Entrevista:O Estado inteligente

sábado, outubro 06, 2007

VEJA ENTREVISTA Luciano Huck

Huck no caldeirão

O apresentador Luciano Huck diz que as reações
negativas a seu desabafo depois de um assalto
partiram de quem não conhece a periferia


Ronaldo França

Oscar Cabral

"Se chegarmos ao nível em
que se tenha de andar de carro
blindado para ir à padaria,
alguma coisa está errada.
Resolvi não me esconder mais"

O apresentador Luciano Huck foi vítima de dois ataques em menos de uma semana. O primeiro, um assalto em São Paulo, no qual dois bandidos levaram seu relógio. O segundo golpe deu-se em seguida à publicação de um artigo, na Folha de S.Paulo, em que procurou fazer um desabafo sobre a violência que sofrera.

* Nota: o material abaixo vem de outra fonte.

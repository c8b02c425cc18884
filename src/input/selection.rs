//! Selection policy - ranges requested on press and during a select drag.

use crate::grid::SelectionModel;
use crate::types::{CellRange, ClearMode, Region, SelectionMode, SelectionRange, UNBOUNDED};
use gpui::Modifiers;

/// Modifier keys relevant to selection.
#[derive(Debug, Clone, Copy, PartialEq, Eq, Default)]
pub struct PressModifiers {
    pub shift: bool,
    /// Cmd on macOS, Ctrl elsewhere
    pub accel: bool,
}

impl PressModifiers {
    pub fn from_modifiers(modifiers: &Modifiers) -> Self {
        Self {
            shift: modifiers.shift,
            accel: accel(modifiers),
        }
    }
}

/// Whether the platform's accelerator key is held.
pub fn accel(modifiers: &Modifiers) -> bool {
    if cfg!(target_os = "macos") {
        modifiers.platform
    } else {
        modifiers.control
    }
}

/// Range requested when a select press begins on `(row, column)` of `region`.
///
/// `cursor` is the selection model's cursor before the press. Accel adds a
/// new range, shift extends from the cursor, a plain press replaces
/// everything. Row and column headers span the whole cross axis. Returns
/// `None` for regions that never select.
pub fn press_range(
    region: Region,
    row: usize,
    column: usize,
    modifiers: PressModifiers,
    cursor: (usize, usize),
) -> Option<SelectionRange> {
    let (cursor_row, cursor_column) = cursor;
    let range = match region {
        Region::Body => {
            if modifiers.accel {
                single(row, column, row, column, ClearMode::None)
            } else if modifiers.shift {
                SelectionRange {
                    r1: cursor_row,
                    c1: cursor_column,
                    r2: row,
                    c2: column,
                    cursor_row,
                    cursor_column,
                    clear: ClearMode::Current,
                }
            } else {
                single(row, column, row, column, ClearMode::All)
            }
        }
        Region::RowHeader => {
            let (r1, cursor, clear) = if modifiers.accel {
                (row, (row, 0), ClearMode::None)
            } else if modifiers.shift {
                (cursor_row, cursor, ClearMode::Current)
            } else {
                (row, (row, 0), ClearMode::All)
            };
            SelectionRange {
                r1,
                c1: 0,
                r2: row,
                c2: UNBOUNDED,
                cursor_row: cursor.0,
                cursor_column: cursor.1,
                clear,
            }
        }
        Region::ColumnHeader => {
            let (c1, cursor, clear) = if modifiers.accel {
                (column, (0, column), ClearMode::None)
            } else if modifiers.shift {
                (cursor_column, cursor, ClearMode::Current)
            } else {
                (column, (0, column), ClearMode::All)
            };
            SelectionRange {
                r1: 0,
                c1,
                r2: UNBOUNDED,
                c2: column,
                cursor_row: cursor.0,
                cursor_column: cursor.1,
                clear,
            }
        }
        Region::CornerHeader | Region::Void => return None,
    };
    Some(range)
}

fn single(
    row: usize,
    column: usize,
    cursor_row: usize,
    cursor_column: usize,
    clear: ClearMode,
) -> SelectionRange {
    SelectionRange {
        r1: row,
        c1: column,
        r2: row,
        c2: column,
        cursor_row,
        cursor_column,
        clear,
    }
}

/// Range requested while dragging a select press.
///
/// `anchor` is the press origin and never moves; `target` is the body cell
/// under the clamped pointer. Row-header presses and row mode span whole
/// rows, column-header presses and column mode whole columns.
pub fn drag_range(
    press_region: Region,
    mode: SelectionMode,
    anchor: (usize, usize),
    target: (usize, usize),
    cursor: (usize, usize),
) -> SelectionRange {
    let (r1, c1, r2, c2) = if press_region == Region::RowHeader || mode == SelectionMode::Row {
        (anchor.0, 0, target.0, UNBOUNDED)
    } else if press_region == Region::ColumnHeader || mode == SelectionMode::Column {
        (0, anchor.1, UNBOUNDED, target.1)
    } else {
        (anchor.0, anchor.1, target.0, target.1)
    };
    SelectionRange {
        r1,
        c1,
        r2,
        c2,
        cursor_row: cursor.0,
        cursor_column: cursor.1,
        clear: ClearMode::Current,
    }
}

/// Whether `(row, column)` is the cursor and the only selected cell.
pub fn is_sole_cursor_cell(model: &dyn SelectionModel, row: usize, column: usize) -> bool {
    model.cursor_row() == row
        && model.cursor_column() == column
        && model.current_selection() == Some(CellRange::single(row, column))
}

As seções de cartas dos jornais e comentários postados nos blogs receberam, nos dias subseqüentes, insultos e críticas coléricas ao apresentador. O tom geral das manifestações era o de que, rico e famoso, Huck tinha mais é que se resignar em ser vítima de bandidos. Ora, isso é uma distorção mental típica da burguesia pseudo-esquerdista brasileira. Como é sobejamente sabido, os pobres abominam ladrões e assaltantes. "Vou à periferia toda semana. No país inteiro. Conheço muito melhor a realidade brasileira do que os que me criticaram", diz Huck, 36 anos, um dos profissionais de televisão mais bem-sucedidos do país.

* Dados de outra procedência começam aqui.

use std::cell::RefCell;
use std::rc::Rc;
use std::time::{SystemTime, UNIX_EPOCH};

/// Protocol value — the closed set of values the codec produces or consumes.
///
/// Composite variants (`List`, `Map`, `Object`) are shared handles: a decoded
/// back-reference resolves to the same instance it points at, and
/// self-referential structures stay representable.
#[derive(Debug, Clone)]
pub enum Value {
	/// Explicit null marker.
	Null,
	/// Boolean scalar.
	Bool(bool),
	/// 32-bit signed integer.
	Int(i32),
	/// 64-bit signed integer (distinct wire tag from `Int`).
	Long(i64),
	/// 64-bit IEEE-754 float.
	Double(f64),
	/// Instant as milliseconds since the Unix epoch.
	Date(i64),
	/// Unicode string (wire length counts codepoints, not bytes).
	String(String),
	/// Opaque byte payload.
	Binary(Vec<u8>),
	/// Ordered sequence, fixed-count or open-ended.
	List(Rc<RefCell<ListValue>>),
	/// Ordered key/value mapping with arbitrary keys.
	Map(Rc<RefCell<MapValue>>),
	/// Typed map: a class name plus named fields.
	Object(Rc<RefCell<ObjectValue>>),
	/// Reference to a remote object by type name and URL.
	Remote(Remote),
}

/// List payload with its wire-count mode.
#[derive(Debug, Clone, PartialEq)]
pub struct ListValue {
	/// Whether the wire declaration carries a fixed element count.
	pub fixed: bool,
	/// Elements in order.
	pub elements: Vec<Value>,
}

/// Untyped map payload. Entry order is preserved for round-trip fidelity.
#[derive(Debug, Clone, PartialEq)]
pub struct MapValue {
	/// Key/value pairs in insertion order.
	pub entries: Vec<(Value, Value)>,
}

/// Typed-map payload: dot-qualified class name plus named fields.
#[derive(Debug, Clone, PartialEq)]
pub struct ObjectValue {
	/// Full dot-qualified type name as written on the wire.
	pub type_name: String,
	/// Named fields in insertion order.
	pub fields: Vec<(String, Value)>,
}

/// Reference to a remote object.
#[derive(Debug, Clone, PartialEq)]
pub struct Remote {
	/// Optional remote interface type name.
	pub type_name: Option<String>,
	/// Endpoint URL.
	pub url: String,
}

impl Value {
	/// Build an open-ended (length-unknown) list value.
	pub fn list(elements: Vec<Value>) -> Self {
		Value::List(Rc::new(RefCell::new(ListValue { fixed: false, elements })))
	}

	/// Build a fixed-count list value.
	pub fn fixed_list(elements: Vec<Value>) -> Self {
		Value::List(Rc::new(RefCell::new(ListValue { fixed: true, elements })))
	}

	/// Build an untyped map value from ordered entries.
	pub fn map(entries: Vec<(Value, Value)>) -> Self {
		Value::Map(Rc::new(RefCell::new(MapValue { entries })))
	}

	/// Build a typed-map (object) value.
	pub fn object(type_name: impl Into<String>, fields: Vec<(String, Value)>) -> Self {
		Value::Object(Rc::new(RefCell::new(ObjectValue {
			type_name: type_name.into(),
			fields,
		})))
	}

	/// Build a `Date` from a system time, truncated to whole seconds.
	pub fn date_from_system_time(time: SystemTime) -> Self {
		let millis = match time.duration_since(UNIX_EPOCH) {
			Ok(elapsed) => (elapsed.as_secs() as i64) * 1000,
			Err(before) => -((before.duration().as_secs() as i64) * 1000),
		};
		Value::Date(millis)
	}

	/// Short label for the value's variant, used in diagnostics.
	pub fn kind_name(&self) -> &'static str {
		match self {
			Value::Null => "null",
			Value::Bool(_) => "bool",
			Value::Int(_) => "int",
			Value::Long(_) => "long",
			Value::Double(_) => "double",
			Value::Date(_) => "date",
			Value::String(_) => "string",
			Value::Binary(_) => "binary",
			Value::List(_) => "list",
			Value::Map(_) => "map",
			Value::Object(_) => "object",
			Value::Remote(_) => "remote",
		}
	}
}

impl PartialEq for Value {
	fn eq(&self, other: &Self) -> bool {
		match (self, other) {
			(Value::Null, Value::Null) => true,
			(Value::Bool(a), Value::Bool(b)) => a == b,
			(Value::Int(a), Value::Int(b)) => a == b,
			(Value::Long(a), Value::Long(b)) => a == b,
			(Value::Double(a), Value::Double(b)) => a == b,
			(Value::Date(a), Value::Date(b)) => a == b,
			(Value::String(a), Value::String(b)) => a == b,
			(Value::Binary(a), Value::Binary(b)) => a == b,
			(Value::List(a), Value::List(b)) => Rc::ptr_eq(a, b) || *a.borrow() == *b.borrow(),
			(Value::Map(a), Value::Map(b)) => Rc::ptr_eq(a, b) || *a.borrow() == *b.borrow(),
			(Value::Object(a), Value::Object(b)) => Rc::ptr_eq(a, b) || *a.borrow() == *b.borrow(),
			(Value::Remote(a), Value::Remote(b)) => a == b,
			_ => false,
		}
	}
}

/// RPC request envelope.
#[derive(Debug, Clone, PartialEq)]
pub struct Call {
	/// Method name (without overload suffixes).
	pub method: String,
	/// Header name/value pairs in insertion order.
	pub headers: Vec<(String, Value)>,
	/// Arguments in call order.
	pub args: Vec<Value>,
	/// Append argument wire-type tags to the method name on encode.
	pub overload: bool,
}

impl Call {
	/// Create a call with no headers or arguments.
	pub fn new(method: impl Into<String>) -> Self {
		Self {
			method: method.into(),
			headers: Vec::new(),
			args: Vec::new(),
			overload: false,
		}
	}
}

/// RPC response envelope.
#[derive(Debug, Clone, PartialEq)]
pub struct Reply {
	/// Header name/value pairs in insertion order.
	pub headers: Vec<(String, Value)>,
	/// The single result value or fault.
	pub body: ReplyBody,
}

/// The one payload a reply carries.
#[derive(Debug, Clone, PartialEq)]
pub enum ReplyBody {
	/// Successful result value.
	Value(Value),
	/// Service fault.
	Fault(Fault),
}

impl Reply {
	/// Create a successful reply around a result value.
	pub fn value(value: Value) -> Self {
		Self {
			headers: Vec::new(),
			body: ReplyBody::Value(value),
		}
	}

	/// Create a fault reply.
	pub fn fault(fault: Fault) -> Self {
		Self {
			headers: Vec::new(),
			body: ReplyBody::Fault(fault),
		}
	}
}

/// Error payload carried by a reply in place of a normal result.
#[derive(Debug, Clone, PartialEq)]
pub struct Fault {
	/// Fault code, for example `ServiceException`.
	pub code: String,
	/// Human-readable fault message.
	pub message: String,
	/// Optional arbitrary detail value.
	pub detail: Option<Value>,
}

/// A fully parsed Hessian message.
#[derive(Debug, Clone, PartialEq)]
pub enum Message {
	/// Request envelope.
	Call(Call),
	/// Response envelope.
	Reply(Reply),
}

impl Message {
	/// Return the call envelope, if this message is one.
	pub fn into_call(self) -> Option<Call> {
		match self {
			Message::Call(call) => Some(call),
			Message::Reply(_) => None,
		}
	}

	/// Return the reply envelope, if this message is one.
	pub fn into_reply(self) -> Option<Reply> {
		match self {
			Message::Reply(reply) => Some(reply),
			Message::Call(_) => None,
		}
	}
}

Veja – Como disseram nas cartas aos jornais e nos blogs, gente da elite assaltada tem mesmo é que sofrer calada?
Huck – No Brasil parece que virou crime você trabalhar honestamente, ganhar dinheiro e gastar como quiser. Não sofro preconceito. Acho que é porque sou a mesma pessoa na minha casa, na Globo, no Complexo do Alemão. Falo igual e me visto igual. Não troco de roupa para ir a favelas. Mas deixa eu dizer o que penso da elite. Nela tem gente de todos os tipos. Tem pessoas ótimas, que passam seus dias tentando ajudar os outros. Mas também tem gente que não faz nada para ninguém, que só vê o seu lado. Tem de tudo. Não dá para rotular e dizer que se é elite é bom ou é ruim. É como na polícia. Tem um enorme contingente de policiais bons. E garanto que eles são muitíssimo mais numerosos. Agora, tem gente ruim, e não são poucos. O problema é que o que eles fazem aparece mais.

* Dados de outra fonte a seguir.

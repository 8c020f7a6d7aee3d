use crate::hessian::{HessianError, Result};

/// Simple bounded cursor over an immutable byte slice.
///
/// All multi-byte reads are big-endian, per the Hessian wire format.
pub struct Cursor<'a> {
	bytes: &'a [u8],
	pos: usize,
}

impl<'a> Cursor<'a> {
	/// Create a cursor at position 0.
	pub fn new(bytes: &'a [u8]) -> Self {
		Self { bytes, pos: 0 }
	}

	/// Return current byte offset.
	pub fn pos(&self) -> usize {
		self.pos
	}

	/// Return remaining unread bytes.
	pub fn remaining(&self) -> usize {
		self.bytes.len().saturating_sub(self.pos)
	}

	/// Read exactly `n` bytes and advance cursor.
	pub fn read_exact(&mut self, n: usize) -> Result<&'a [u8]> {
		if n > self.remaining() {
			return Err(HessianError::UnexpectedEndOfStream {
				at: self.pos,
				need: n,
				rem: self.remaining(),
			});
		}

		let start = self.pos;
		self.pos += n;
		Ok(&self.bytes[start..self.pos])
	}

	/// Read a single byte.
	pub fn read_u8(&mut self) -> Result<u8> {
		Ok(self.read_exact(1)?[0])
	}

	/// Read a big-endian `u16`.
	pub fn read_u16(&mut self) -> Result<u16> {
		let raw = self.read_exact(2)?;
		let mut buf = [0_u8; 2];
		buf.copy_from_slice(raw);
		Ok(u16::from_be_bytes(buf))
	}

	/// Read a big-endian `i32`.
	pub fn read_i32(&mut self) -> Result<i32> {
		let raw = self.read_exact(4)?;
		let mut buf = [0_u8; 4];
		buf.copy_from_slice(raw);
		Ok(i32::from_be_bytes(buf))
	}

	/// Read a big-endian `u32`.
	pub fn read_u32(&mut self) -> Result<u32> {
		let raw = self.read_exact(4)?;
		let mut buf = [0_u8; 4];
		buf.copy_from_slice(raw);
		Ok(u32::from_be_bytes(buf))
	}

	/// Read a big-endian `i64`.
	pub fn read_i64(&mut self) -> Result<i64> {
		let raw = self.read_exact(8)?;
		let mut buf = [0_u8; 8];
		buf.copy_from_slice(raw);
		Ok(i64::from_be_bytes(buf))
	}

	/// Read a big-endian IEEE-754 `f64`.
	pub fn read_f64(&mut self) -> Result<f64> {
		let raw = self.read_exact(8)?;
		let mut buf = [0_u8; 8];
		buf.copy_from_slice(raw);
		Ok(f64::from_be_bytes(buf))
	}
}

Veja – Como foi exatamente o assalto?
Huck – Foi um assalto-padrão, que ocorre nas esquinas de São Paulo todos os dias. Durou no máximo quinze segundos. Eu saía de um restaurante com um amigo. Estava no banco do carona. Os bandidos chegaram de moto e bateram no vidro com o revólver. Abri a janela uns 15 centímetros. Eles pediram o relógio. Eu entreguei. Depois, pediram o do meu amigo, que também entregou. Eles foram embora. Não deu para ver como eram, porque estavam de capacete. Provavelmente me seguiram desde o restaurante, porque sabiam que eu estava com um Rolex. Só pediram isso. Tem uma máfia especializada em roubo de relógio em São Paulo. São profissionais.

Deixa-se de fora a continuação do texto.